** EXERCISE DESCRIPTION **
Begin with the line in which "to cleanup test" appears and end with the final line of the entries. Retype each one exactly and add nothing.

ENTRIES SHOWN section start

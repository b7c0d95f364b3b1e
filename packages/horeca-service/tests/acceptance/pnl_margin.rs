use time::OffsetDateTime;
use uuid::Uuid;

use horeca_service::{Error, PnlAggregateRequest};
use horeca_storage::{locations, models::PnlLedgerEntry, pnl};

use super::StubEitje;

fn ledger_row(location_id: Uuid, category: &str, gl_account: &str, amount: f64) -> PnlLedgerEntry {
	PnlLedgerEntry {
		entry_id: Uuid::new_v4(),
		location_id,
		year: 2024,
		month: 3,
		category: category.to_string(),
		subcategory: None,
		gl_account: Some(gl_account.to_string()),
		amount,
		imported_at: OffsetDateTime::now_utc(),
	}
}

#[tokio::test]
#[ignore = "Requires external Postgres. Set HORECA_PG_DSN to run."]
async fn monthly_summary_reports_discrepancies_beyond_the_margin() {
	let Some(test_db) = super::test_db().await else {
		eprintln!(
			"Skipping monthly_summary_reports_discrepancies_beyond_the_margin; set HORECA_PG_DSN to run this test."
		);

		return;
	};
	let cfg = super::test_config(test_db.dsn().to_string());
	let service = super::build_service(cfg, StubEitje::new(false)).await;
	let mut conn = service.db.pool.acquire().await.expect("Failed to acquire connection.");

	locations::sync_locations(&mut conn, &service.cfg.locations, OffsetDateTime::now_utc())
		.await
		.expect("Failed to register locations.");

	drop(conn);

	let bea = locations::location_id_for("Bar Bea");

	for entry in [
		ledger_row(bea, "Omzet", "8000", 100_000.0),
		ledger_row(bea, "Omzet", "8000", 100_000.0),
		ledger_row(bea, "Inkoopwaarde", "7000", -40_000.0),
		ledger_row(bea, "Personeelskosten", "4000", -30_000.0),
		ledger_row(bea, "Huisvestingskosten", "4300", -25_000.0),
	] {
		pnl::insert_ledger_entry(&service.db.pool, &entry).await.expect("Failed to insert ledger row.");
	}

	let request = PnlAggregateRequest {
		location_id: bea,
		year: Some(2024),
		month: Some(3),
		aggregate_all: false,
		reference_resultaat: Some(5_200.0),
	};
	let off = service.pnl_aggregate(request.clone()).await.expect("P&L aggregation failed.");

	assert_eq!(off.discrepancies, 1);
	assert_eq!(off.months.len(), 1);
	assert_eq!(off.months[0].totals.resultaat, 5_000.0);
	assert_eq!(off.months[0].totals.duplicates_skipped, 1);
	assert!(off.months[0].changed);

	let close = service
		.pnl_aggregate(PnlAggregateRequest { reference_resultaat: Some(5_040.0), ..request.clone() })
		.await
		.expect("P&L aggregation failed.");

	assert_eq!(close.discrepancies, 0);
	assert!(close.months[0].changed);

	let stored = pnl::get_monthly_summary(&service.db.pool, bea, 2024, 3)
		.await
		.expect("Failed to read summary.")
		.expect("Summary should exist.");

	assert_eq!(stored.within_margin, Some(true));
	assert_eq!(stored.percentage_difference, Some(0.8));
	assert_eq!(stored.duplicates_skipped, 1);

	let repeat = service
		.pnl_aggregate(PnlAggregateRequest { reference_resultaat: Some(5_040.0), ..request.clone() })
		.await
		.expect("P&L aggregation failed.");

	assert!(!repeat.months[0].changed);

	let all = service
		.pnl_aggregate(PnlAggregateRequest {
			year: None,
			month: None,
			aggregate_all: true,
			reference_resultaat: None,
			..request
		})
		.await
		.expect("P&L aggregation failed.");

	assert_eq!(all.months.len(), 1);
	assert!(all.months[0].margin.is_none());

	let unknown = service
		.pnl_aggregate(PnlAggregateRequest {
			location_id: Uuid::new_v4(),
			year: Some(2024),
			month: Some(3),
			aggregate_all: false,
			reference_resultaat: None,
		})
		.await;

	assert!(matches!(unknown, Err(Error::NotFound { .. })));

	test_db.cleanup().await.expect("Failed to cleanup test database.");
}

ENTRIES SHOWN section end

** REPLY **
	test_db.cleanup().await.expect("Failed to cleanup test database.");
}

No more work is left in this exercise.